Tuesday, April 18, 2023

Beyond Market Mantras, and the Benefit-Cost Conundrum in Policy.

Takashi Negishi, 2014

In a brief post today, Brad DeLong, an economist and historian at Berkeley, shared his thoughts on the importance of benefit-cost analysis in policy-making, largely agreeing with Henry Farrell's views. Farrell's argument in question is that the long-held belief that the market knows best has left government policymakers ill-equipped to intervene in the economy effectively. The focus on neoclassical economics in elite US policy schools has resulted in a lack of understanding about how markets actually work. Farrell believes that the price signal cannot convey as much information as previously thought, and some goods are not efficiently provided by market arrangements. He suggests that the assumption that government actors lack the knowledge to intervene has become a self-fulfilling prophecy. To address this issue, Farrell proposes rethinking public policy education to include not only traditional economic reasoning but also new approaches.

DeLong emphasizes that benefit-cost analysis, or "economistic reasoning," is more than just beneficial; it is essential.

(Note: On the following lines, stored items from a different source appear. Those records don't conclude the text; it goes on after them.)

//! Card service — the hexagonal core.
//!
//! [`CardService`] owns the record loader, the session machine and the
//! subscription cache, and is the single consumer of the event queue.
//! All I/O flows through port traits injected at call sites, making the
//! entire service testable with mock adapters.
//!
//! ```text
//! TransportPort ◀── ┌─────────────────────────────┐ ──▶ EventSink
//!                   │         CardService          │
//!     Event ──────▶ │  Loader · Session · Refresh  │ ──▶ PropertySink
//!                   └─────────────────────────────┘
//! ```

use log::{debug, info, trace, warn};

use crate::config::SystemConfig;
use crate::error::Error;
use crate::events::Event;
use crate::records::{Field, FieldValue, RecordLoader, RecordSet};
use crate::refresh::{AppId, RefreshEvent, RefreshKind};
use crate::session::retry::RetryDecision;
use crate::session::{SessionMachine, SessionOutcome, SessionState};
use crate::transport::{Command, CorrelationId, Outcome, Response};

use super::commands::AppCommand;
use super::events::AppEvent;
use super::ports::{EventSink, LocaleResolver, PropertySink, TransportPort};

/// CDMA subscription tuple, queried beside the file batch.  Not part of
/// the batch count: a load completes whether or not this has answered.
#[derive(Debug, Clone, Default, PartialEq, Eq)]
pub struct SubscriptionInfo {
    pub mdn: heapless::String<16>,
    pub min: heapless::String<16>,
    pub prl_version: heapless::String<8>,
}

// ───────────────────────────────────────────────────────────────
// CardService
// ───────────────────────────────────────────────────────────────

/// The card service orchestrates all domain logic.
pub struct CardService {
    loader: RecordLoader,
    session: SessionMachine,
    config: SystemConfig,
    /// Identity of the card application this engine serves; refreshes
    /// scoped to a different application are ignored.
    aid: AppId,
    /// Outstanding subscription query, while one exists.
    subscription_req: Option<CorrelationId>,
    subscription: Option<SubscriptionInfo>,
    /// MCC+MNC derived from the IMSI at the last all-loaded, published
    /// through the property sink and kept for direct queries.
    operator_numeric: Option<heapless::String<8>>,
}

impl CardService {
    /// Construct the service from configuration.
    ///
    /// Does **not** issue anything — the load starts when
    /// [`Event::AppReady`] arrives.
    pub fn new(config: SystemConfig, aid: &str) -> Result<Self, Error> {
        config.validate().map_err(Error::Config)?;
        let mut app_id = AppId::new();
        // Char-wise so an oversized identity truncates on a boundary.
        for ch in aid.chars() {
            if app_id.push(ch).is_err() {
                break;
            }
        }
        Ok(Self {
            loader: RecordLoader::new(&config),
            session: SessionMachine::new(&config),
            config,
            aid: app_id,
            subscription_req: None,
            subscription: None,
            operator_numeric: None,
        })
    }

    // ── Event dispatch ────────────────────────────────────────

    /// Process one event from the queue.  This is the only entry point
    /// that mutates engine state; callers must invoke it from a single
    /// logical thread.
    pub fn handle_event(
        &mut self,
        event: Event,
        transport: &mut impl TransportPort,
        host: &mut (impl EventSink + PropertySink),
        locale: &impl LocaleResolver,
    ) {
        trace!("dispatch {}", event.name());
        match event {
            Event::AppReady => self.start_load(transport, host),
            Event::TransportResult { id, outcome } => {
                self.route_result(id, &outcome, host, locale);
            }
            Event::Refresh(refresh) => self.handle_refresh(refresh, transport, host),
            Event::RetryWindowElapsed => {
                let outcome = self.session.retry_now(transport);
                self.emit_session(outcome, host);
            }
        }
    }

    /// Process an external command (from the host API surface).
    pub fn handle_command(
        &mut self,
        command: AppCommand,
        transport: &mut impl TransportPort,
        sink: &mut impl EventSink,
    ) {
        match command {
            AppCommand::Connect(params) => {
                let outcome = self.session.connect(params, transport);
                self.emit_session(outcome, sink);
            }
            AppCommand::Disconnect => {
                let outcome = self.session.disconnect(transport);
                self.emit_session(outcome, sink);
            }
            AppCommand::Reload => {
                self.loader.reset();
                self.start_load(transport, sink);
            }
            AppCommand::HardReset => {
                let outcome = self.session.hard_reset(transport);
                self.emit_session(outcome, sink);
                sink.emit(&AppEvent::RadioPoweredDown);
            }
            AppCommand::UpdateConfig(new_config) => {
                if let Err(reason) = new_config.validate() {
                    warn!("config update rejected: {reason}");
                    return;
                }
                self.loader.reconfigure(&new_config);
                self.session.reconfigure(&new_config);
                self.config = new_config;
                info!("configuration updated at runtime");
            }
        }
    }

    // ── Queries ───────────────────────────────────────────────

    /// Current session state.
    pub fn session_state(&self) -> SessionState {
        self.session.state()
    }

    /// The aggregated record set, once fully loaded.
    pub fn records(&self) -> Option<&RecordSet> {
        self.loader.fields()
    }

    /// Single-field lookup.  `None` until all-loaded, and for fields the
    /// card did not carry.
    pub fn field(&self, field: Field) -> Option<FieldValue> {
        self.loader.fields().and_then(|set| set.get(field))
    }

    /// MCC+MNC string derived from the IMSI, once records are loaded.
    pub fn operator_numeric(&self) -> Option<&str> {
        self.operator_numeric.as_deref()
    }

    /// Generation stamp of the current (or most recent) load batch.
    pub fn record_generation(&self) -> u32 {
        self.loader.generation()
    }

    /// The CDMA subscription tuple, once answered.
    pub fn subscription(&self) -> Option<&SubscriptionInfo> {
        self.subscription.as_ref()
    }

    /// Whether the card carries a usable subscription: MDN and MIN both
    /// present, or the lab-card override is set.
    pub fn is_provisioned(&self) -> bool {
        if self.config.test_card_override {
            return true;
        }
        self.loader
            .fields()
            .is_some_and(|set| set.mdn.is_some() && set.min.is_some())
    }

    /// Clone of the live configuration.
    pub fn current_config(&self) -> SystemConfig {
        self.config.clone()
    }

    // ── Internal ──────────────────────────────────────────────

    fn start_load(&mut self, transport: &mut impl TransportPort, sink: &mut impl EventSink) {
        self.loader.begin_load(transport);
        // Queried alongside the batch but deliberately outside its count.
        self.subscription_req = Some(transport.send(Command::ReadSubscription));
        self.subscription = None;
        sink.emit(&AppEvent::RecordLoadStarted {
            generation: self.loader.generation(),
        });
    }

    fn route_result(
        &mut self,
        id: CorrelationId,
        outcome: &Outcome,
        host: &mut (impl EventSink + PropertySink),
        locale: &impl LocaleResolver,
    ) {
        if self.subscription_req == Some(id) {
            self.subscription_req = None;
            self.on_subscription(outcome);
            return;
        }
        if self.session.owns(id) {
            let session_outcome = self.session.on_result(id, outcome);
            self.emit_session(session_outcome, host);
            return;
        }
        if self.loader.on_result(id, outcome) == crate::records::LoadProgress::Completed {
            self.on_all_loaded(host, locale);
        }
    }

    fn on_subscription(&mut self, outcome: &Outcome) {
        match outcome {
            Ok(Response::Subscription {
                mdn,
                min,
                prl_version,
            }) => {
                // Last four characters only; char_indices keeps the cut
                // on a boundary whatever the payload carries.
                let d = mdn.as_str();
                let start = d.char_indices().rev().nth(3).map_or(0, |(i, _)| i);
                let tail = &d[start..];
                debug!("subscription answered: mdn xxx{tail}");
                self.subscription = Some(SubscriptionInfo {
                    mdn: mdn.clone(),
                    min: min.clone(),
                    prl_version: prl_version.clone(),
                });
            }
            Ok(other) => warn!("unexpected subscription payload {other:?}"),
            Err(e) => warn!("subscription query failed: {e}"),
        }
    }

    fn handle_refresh(
        &mut self,
        refresh: RefreshEvent,
        transport: &mut impl TransportPort,
        sink: &mut impl EventSink,
    ) {
        if !refresh.applies_to(self.aid.as_str()) {
            trace!("refresh for another application, ignoring");
            return;
        }
        match refresh.kind {
            RefreshKind::FileUpdate | RefreshKind::Init => {
                info!("card refresh ({:?}): reloading records", refresh.kind);
                self.loader.reset();
                self.start_load(transport, sink);
            }
            RefreshKind::Reset => {
                // The card is going away; cached records are meaningless
                // and the radio must not keep using them.  No automatic
                // reload: the host drives recovery after the card returns.
                info!("card reset announced: powering down");
                self.loader.reset();
                let outcome = self.session.hard_reset(transport);
                self.emit_session(outcome, sink);
                sink.emit(&AppEvent::RadioPoweredDown);
            }
        }
    }

    fn on_all_loaded(
        &mut self,
        host: &mut (impl EventSink + PropertySink),
        locale: &impl LocaleResolver,
    ) {
        self.publish_properties(host, locale);
        host.emit(&AppEvent::AllRecordsLoaded {
            provisioned: self.is_provisioned(),
        });
    }

    /// Derive and publish identity values from the loaded record set.
    fn publish_properties(
        &mut self,
        props: &mut impl PropertySink,
        locale: &impl LocaleResolver,
    ) {
        let Some(set) = self.loader.fields() else {
            return;
        };

        let mut country = "";
        if let Some(imsi) = set.imsi.as_deref() {
            if let Some(mcc) = imsi.get(..3).and_then(|m| m.parse::<u16>().ok()) {
                // Operator numeric is MCC plus the country's shortest MNC.
                let digits = 3 + locale.mnc_length(mcc) as usize;
                if let Some(numeric) = imsi.get(..digits) {
                    let mut cached = heapless::String::new();
                    let _ = cached.push_str(numeric);
                    self.operator_numeric = Some(cached);
                    props.set_operator_numeric(numeric);
                }
                if let Some(iso) = locale.country_for_mcc(mcc) {
                    country = iso;
                    props.set_iso_country(iso);
                }
            }
        }

        if let Some(language) = best_language(set, locale) {
            props.set_locale(language, country);
        }

        if set.spn_display_condition {
            if let Some(name) = set.service_name.as_deref() {
                props.set_service_name(name);
            }
        }
    }

    fn emit_session(&self, outcome: SessionOutcome, sink: &mut impl EventSink) {
        match outcome {
            SessionOutcome::Unchanged => {}
            SessionOutcome::Transition { from, to } => {
                sink.emit(&AppEvent::SessionStateChanged { from, to });
            }
            SessionOutcome::FailedAttempt {
                from,
                cause,
                decision,
            } => {
                sink.emit(&AppEvent::SessionStateChanged {
                    from,
                    to: SessionState::Failed,
                });
                sink.emit(&AppEvent::SessionFailed(cause));
                if let RetryDecision::Retry { delay_ms } = decision {
                    sink.emit(&AppEvent::RetryPending { delay_ms });
                }
            }
        }
    }
}

/// First language from the card's preference lists (CSIM list first,
/// ISO list as fallback) that the host can render.
fn best_language<'a>(set: &'a RecordSet, locale: &impl LocaleResolver) -> Option<&'a str> {
    set.csim_languages
        .iter()
        .chain(set.iso_languages.iter())
        .filter_map(|code| core::str::from_utf8(code).ok())
        .find(|lang| locale.supports_language(lang))
}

This approach requires policymakers to count and compare the benefits and costs of a proposed policy, helping them decide what should be done. DeLong also highlights the value of comprehensive benefit-cost analysis, which takes into account all externalities in a system. By driving shadow and real prices towards social-welfare maximizing values, this framework helps conceptualize policy goals. DeLong believes that checking whether these goals have been achieved is the only way to determine a policy's success. However, he acknowledges that benefit-cost analysis has its limitations, particularly in addressing wealth and inequality.

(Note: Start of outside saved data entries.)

//! Refresh and reset handling through the full service dispatch.

use cardlink::app::commands::AppCommand;
use cardlink::app::events::AppEvent;
use cardlink::app::service::CardService;
use cardlink::config::SystemConfig;
use cardlink::error::TransportError;
use cardlink::events::Event;
use cardlink::refresh::{RefreshEvent, RefreshKind};
use cardlink::session::{ConnectParams, SessionState};
use cardlink::transport::Command;

use crate::mock_modem::{answer_batch, setup_done, MockModem, Recorder, TestLocale};

const AID: &str = "A0000003431002";

fn loaded_service(modem: &mut MockModem, rec: &mut Recorder) -> CardService {
    let mut svc = CardService::new(SystemConfig::default(), AID).unwrap();
    svc.handle_event(Event::AppReady, modem, rec, &TestLocale);
    for (id, outcome) in answer_batch(modem, 0, TransportError::Timeout) {
        svc.handle_event(Event::TransportResult { id, outcome }, modem, rec, &TestLocale);
    }
    assert!(svc.records().is_some());
    svc
}

fn connect_active(svc: &mut CardService, modem: &mut MockModem, rec: &mut Recorder) {
    svc.handle_command(
        AppCommand::Connect(ConnectParams::new("internet.example")),
        modem,
        rec,
    );
    let id = modem.last_id();
    svc.handle_event(
        Event::TransportResult {
            id,
            outcome: setup_done(2, &["8.8.8.8"]),
        },
        modem,
        rec,
        &TestLocale,
    );
    assert_eq!(svc.session_state(), SessionState::Active);
}

#[test]
fn hard_reset_while_active_powers_down_without_reload() {
    let mut modem = MockModem::new();
    let mut rec = Recorder::new();
    let mut svc = loaded_service(&mut modem, &mut rec);
    connect_active(&mut svc, &mut modem, &mut rec);

    let issued = modem.sent.len();
    svc.handle_command(AppCommand::HardReset, &mut modem, &mut rec);

    assert_eq!(svc.session_state(), SessionState::Idle);
    assert!(rec.events.contains(&AppEvent::RadioPoweredDown));
    assert!(modem
        .id_of(|c| matches!(c, Command::RadioPower { on: false }))
        .is_some());
    // Exactly the power command, nothing else: no teardown, no reload.
    assert_eq!(modem.sent.len(), issued + 1);
    assert_eq!(
        rec.count(|e| matches!(e, AppEvent::RecordLoadStarted { .. })),
        1
    );
}

#[test]
fn file_update_refresh_reloads_while_session_stays_up() {
    let mut modem = MockModem::new();
    let mut rec = Recorder::new();
    let mut svc = loaded_service(&mut modem, &mut rec);
    connect_active(&mut svc, &mut modem, &mut rec);

    let before = modem.sent.len();
    svc.handle_event(
        Event::Refresh(RefreshEvent::for_app(RefreshKind::FileUpdate, AID)),
        &mut modem,
        &mut rec,
        &TestLocale,
    );

    // Records withdrawn until the new batch completes; session untouched.
    assert!(svc.records().is_none());
    assert_eq!(svc.session_state(), SessionState::Active);

    for (id, outcome) in answer_batch(&modem, before, TransportError::Timeout) {
        svc.handle_event(
            Event::TransportResult { id, outcome },
            &mut modem,
            &mut rec,
            &TestLocale,
        );
    }
    assert!(svc.records().is_some());
    assert_eq!(
        rec.count(|e| matches!(e, AppEvent::AllRecordsLoaded { .. })),
        2
    );
}

#[test]
fn init_refresh_reloads_records() {
    let mut modem = MockModem::new();
    let mut rec = Recorder::new();
    let mut svc = loaded_service(&mut modem, &mut rec);

    svc.handle_event(
        Event::Refresh(RefreshEvent::new(RefreshKind::Init)),
        &mut modem,
        &mut rec,
        &TestLocale,
    );
    assert!(svc.records().is_none());
    assert!(rec
        .events
        .iter()
        .any(|e| matches!(e, AppEvent::RecordLoadStarted { generation: 2 })));
}

#[test]
fn refresh_scoped_to_another_application_is_ignored() {
    let mut modem = MockModem::new();
    let mut rec = Recorder::new();
    let mut svc = loaded_service(&mut modem, &mut rec);
    let issued = modem.sent.len();

    svc.handle_event(
        Event::Refresh(RefreshEvent::for_app(RefreshKind::Reset, "A0000000871004")),
        &mut modem,
        &mut rec,
        &TestLocale,
    );

    assert_eq!(modem.sent.len(), issued);
    assert!(svc.records().is_some());
    assert!(!rec.events.contains(&AppEvent::RadioPoweredDown));
}

#[test]
fn reset_refresh_drops_session_and_records() {
    let mut modem = MockModem::new();
    let mut rec = Recorder::new();
    let mut svc = loaded_service(&mut modem, &mut rec);
    connect_active(&mut svc, &mut modem, &mut rec);

    svc.handle_event(
        Event::Refresh(RefreshEvent::for_app(RefreshKind::Reset, AID)),
        &mut modem,
        &mut rec,
        &TestLocale,
    );

    assert_eq!(svc.session_state(), SessionState::Idle);
    assert!(svc.records().is_none());
    assert!(rec.events.contains(&AppEvent::RadioPoweredDown));
    // No automatic reload after a card reset.
    assert_eq!(
        rec.count(|e| matches!(e, AppEvent::RecordLoadStarted { .. })),
        1
    );
}
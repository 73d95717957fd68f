//! Inbound commands to the card service.
//!
//! These represent actions requested by the outside world (telephony
//! framework, test harness, provisioning tool) that the
//! [`CardService`](super::service::CardService) interprets and acts upon.

use crate::config::SystemConfig;
use crate::session::ConnectParams;

/// Commands that external adapters can send into the application core.
#[derive(Debug, Clone)]
pub enum AppCommand {
    /// Establish a packet-data session with the given parameters.
    Connect(ConnectParams),

    /// Tear down the active session.
    Disconnect,

    /// Discard cached records and re-run the full load batch.
    Reload,

    /// Power the radio down and drop everything to idle.
    HardReset,

    /// Hot-reload configuration.
    UpdateConfig(SystemConfig),
}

Despite its shortcomings, DeLong argues that considering wealth distribution and its correlation with political power is essential for effective policy-making. Ignoring this aspect could result in policies that threaten the existing distribution of power, which would make it impossible to implement any meaningful changes. In other words, technocracy can only succeed with the support of raw political power. In explaining this, DeLong turns to the work of Takashi Negishi, whose social welfare weights have been controversialy applied in a series of contexts, including the Kyoto Protocol. I had intuitivelly understood Negishi weights for a long time, but this was the first instance where the articulation of it in terms of his scholarship registered with me. I make this note todady as a marker for the future, and a recognition of a nascent idea in an earlier post

Economics and the Mona Lisa Smile.

"Mona Lisa."
Leonardo da Vinci.

The Economist this morning observes that economic forecasting has become increasingly unpredictable, with analysts struggling to accurately forecast many key international measures. Contributing to the confusion are challenges in data collection and interpretation due to Covid-19 disruptions and declining response rates to official surveys. The pandemic caused significant fluctuations in growth, complicating seasonal adjustments in economic numbers. Also, reduced response rates to surveys may have led to increased data volatility and potential bias, as non-respondents tend to be less prosperous, which could distort income statistics. The article uses the ambiguous "smile" of Mona Lisa, painted by Leonardo da Vinci via the sfumato technique, as a metaphor for the difficulty of discerning the true state of the economic environment given this unpredictable data. 

One source of confusion arises from the discrepancy between "hard" and "soft" data—objective indicators such as unemployment rates, and subjective variables like individuals' future expectations. Typically, these two classifications of data are congruent. However, at present, they exhibit a stark contrast. "Soft" measures indicate a recessionary trend, while "hard" measures suggest a reasonable economic expansion. This divergence may be attributed to the public's discontent with inflation. In affluent nations, prices continue to escalate at an annual rate of 9%.

Economic measures really matter for government budgeting, as California's Legislative Analyst's office (LAO) relies upon that data in planning future budgets. Necessarily, many of the points the Economist makes about uncertainty get resolved by the LAO in the "negative" (that is, they accept the more dire forecast). As the LAO (accurately) writes in their 23-24 budget analysis, the U.S. economy experienced rapid expansion from summer 2020 through 2021 due to pandemic-related federal stimulus. However, this growth was (as far as the LAO is concerned, and many others) unsustainable, leading to record low unemployment and supply chain challenges, causing consumer prices to rise 8% year-on-year. To combat inflation, the LAO points out that the Federal Reserve has enacted large interest rate increases throughout 2022. The LAO interprets the hard data it sees, that California is experiencing decreased home and car sales and falling stock prices, as well as weaker state tax collections, and concludes there is a slowdown in the economy. 

The LAO, though, is looking at some of the same data as the writers of the Economist, and thus notes that while overly optimistic projections could result in future shortfalls, an excessively pessimistic projection could lead to premature cuts to public services. Further, despite all the foregoing, the LAO points out that "the state can afford to maintain its existing school and community college programs and provide a cost-of-living adjustment of up to 8.38 percent in 2023-24," which would essentially meet the rate of inflation for educational funding in California. Despite the economy's sfumato, at least that is clear.